Flow Networks and Bottlenecks
A flow network models any system where something moves through a graph with capacity constraints: water in pipes, data in internet links, cars on highways, goods through supply chains. Each directed edge has a capacity — the maximum flow it can carry. The central question is: what is the maximum total flow from a designated source to a designated sink? This deceptively simple question spawned one of the most beautiful results in combinatorial optimization.
The Ford-Fulkerson Method
Published in 1956, the Ford-Fulkerson method finds maximum flow by repeatedly searching for augmenting paths — routes from source to sink with available capacity. Along each path, the algorithm pushes as much flow as the bottleneck edge allows. The key insight is the residual graph: a modified graph that tracks remaining forward capacity and allows 'undoing' flow by sending flow backward along already-used edges. When no augmenting path exists, the flow is maximum.

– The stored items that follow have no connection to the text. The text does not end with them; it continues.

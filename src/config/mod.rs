// Copyright (c) 2025 Fabstir
// SPDX-License-Identifier: BUSL-1.1
//! Service configuration
//!
//! Every setting can be passed as a command-line flag or read from the
//! environment (a `.env` file is loaded first by `main`). The defaults
//! reproduce the fixed layout the service has always used: models next to
//! the binary, three sibling artifact directories, and a 0.25 detection
//! confidence threshold.

use std::net::SocketAddr;
use std::path::PathBuf;

use clap::Parser;

use crate::vision::detection::DetectorParams;

/// Runtime configuration for the enhance-detect service
#[derive(Parser, Debug, Clone)]
#[command(name = "enhance-detect-node")]
#[command(about = "Image enhancement + object detection HTTP service", long_about = None)]
pub struct ServiceConfig {
    /// Interface to bind the HTTP server to
    #[arg(long, env = "API_HOST", default_value = "0.0.0.0")]
    pub host: String,

    /// Port to bind the HTTP server to
    #[arg(long, env = "API_PORT", default_value_t = 8000)]
    pub port: u16,

    /// Enhancement generator (ONNX)
    #[arg(long, env = "ENHANCER_MODEL_PATH", default_value = "model.onnx")]
    pub enhancer_model_path: PathBuf,

    /// YOLO detection model (ONNX)
    #[arg(long, env = "DETECTOR_MODEL_PATH", default_value = "best.onnx")]
    pub detector_model_path: PathBuf,

    /// Optional class-name file, one name per line; overrides model metadata
    #[arg(long, env = "DETECTOR_LABELS_PATH")]
    pub detector_labels_path: Option<PathBuf>,

    /// Staging directory for uploaded files
    #[arg(long, env = "UPLOAD_DIR", default_value = "uploads")]
    pub upload_dir: PathBuf,

    /// Directory for enhanced images
    #[arg(long, env = "ENHANCED_DIR", default_value = "enhanced")]
    pub enhanced_dir: PathBuf,

    /// Directory for annotated results
    #[arg(long, env = "RESULT_DIR", default_value = "results")]
    pub result_dir: PathBuf,

    /// Minimum detection confidence
    #[arg(long, env = "DETECTION_CONFIDENCE", default_value_t = 0.25)]
    pub confidence_threshold: f32,

    /// IoU above which overlapping same-class boxes are suppressed
    #[arg(long, env = "DETECTION_IOU", default_value_t = 0.7)]
    pub iou_threshold: f32,

    /// Maximum boxes kept per image
    #[arg(long, env = "DETECTION_MAX", default_value_t = 300)]
    pub max_detections: usize,

    /// Square input resolution of the detector
    #[arg(long, env = "DETECTOR_INPUT_SIZE", default_value_t = 640)]
    pub detector_input_size: u32,

    /// ONNX Runtime intra-op threads per model
    #[arg(long, env = "VISION_INTRA_THREADS", default_value_t = 4)]
    pub intra_threads: usize,

    /// Request body limit for uploads, in bytes
    #[arg(long, env = "MAX_UPLOAD_BYTES", default_value_t = 64 * 1024 * 1024)]
    pub max_upload_bytes: usize,
}

impl Default for ServiceConfig {
    fn default() -> Self {
        Self {
            host: "0.0.0.0".to_string(),
            port: 8000,
            enhancer_model_path: PathBuf::from("model.onnx"),
            detector_model_path: PathBuf::from("best.onnx"),
            detector_labels_path: None,
            upload_dir: PathBuf::from("uploads"),
            enhanced_dir: PathBuf::from("enhanced"),
            result_dir: PathBuf::from("results"),
            confidence_threshold: 0.25,
            iou_threshold: 0.7,
            max_detections: 300,
            detector_input_size: 640,
            intra_threads: 4,
            max_upload_bytes: 64 * 1024 * 1024,
        }
    }
}

impl ServiceConfig {
    /// Socket address the HTTP server listens on
    pub fn listen_addr(&self) -> anyhow::Result<SocketAddr> {
        let addr = format!("{}:{}", self.host, self.port).parse::<SocketAddr>()?;
        Ok(addr)
    }

    /// Detector parameters derived from this configuration
    pub fn detector_params(&self) -> DetectorParams {
        DetectorParams {
            input_size: self.detector_input_size,
            confidence_threshold: self.confidence_threshold,
            iou_threshold: self.iou_threshold,
            max_detections: self.max_detections,
        }
    }

    /// Validate the configuration
    pub fn validate(&self) -> Result<(), String> {
        if !(0.0..=1.0).contains(&self.confidence_threshold) {
            return Err(format!(
                "Detection confidence must be within [0, 1], got {}",
                self.confidence_threshold
            ));
        }
        if !(0.0..=1.0).contains(&self.iou_threshold) {
            return Err(format!(
                "Detection IoU must be within [0, 1], got {}",
                self.iou_threshold
            ));
        }
        if self.detector_input_size == 0 {
            return Err("Detector input size must be greater than 0".to_string());
        }
        if self.max_detections == 0 {
            return Err("Max detections must be greater than 0".to_string());
        }
        if self.intra_threads == 0 {
            return Err("Intra threads must be greater than 0".to_string());
        }
        if self.max_upload_bytes == 0 {
            return Err("Upload limit must be greater than 0".to_string());
        }
        Ok(())
    }
}
// Copyright (c) 2025 Fabstir
// SPDX-License-Identifier: BUSL-1.1
pub mod api;
pub mod config;
pub mod pipeline;
pub mod storage;
pub mod version;
pub mod vision;

pub use api::{create_router, start_server, ApiError, AppState};
pub use config::ServiceConfig;
pub use pipeline::{PipelineError, PredictOutcome, PredictPipeline, UploadedFile};
pub use storage::{ArtifactStore, StorageError};
pub use vision::{
    Detection, DetectorParams, EnhancerModel, ImageEnhancer, ObjectDetector, VisionModelManager,
    YoloDetector,
};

The Duality of Max Flow and Min Cut
The max-flow min-cut theorem, proved by Ford and Fulkerson, reveals a profound duality: the maximum flow through a network exactly equals the capacity of the minimum cut. A cut partitions the vertices so that source and sink are on opposite sides; its capacity is the sum of edge capacities crossing the partition. This means the bottleneck of the network — its weakest point — completely determines its maximum throughput. This duality has deep connections to linear programming.
Applications Everywhere
Network flow is one of the most broadly applicable algorithmic tools. Bipartite matching — assigning workers to jobs — reduces to max flow. Image segmentation in computer vision uses min-cut to separate foreground from background. Airline scheduling, baseball elimination, project selection, and telecommunications routing all have elegant flow formulations. The Edmonds-Karp variant (BFS-based Ford-Fulkerson) guarantees polynomial time, making these applications practical even at scale.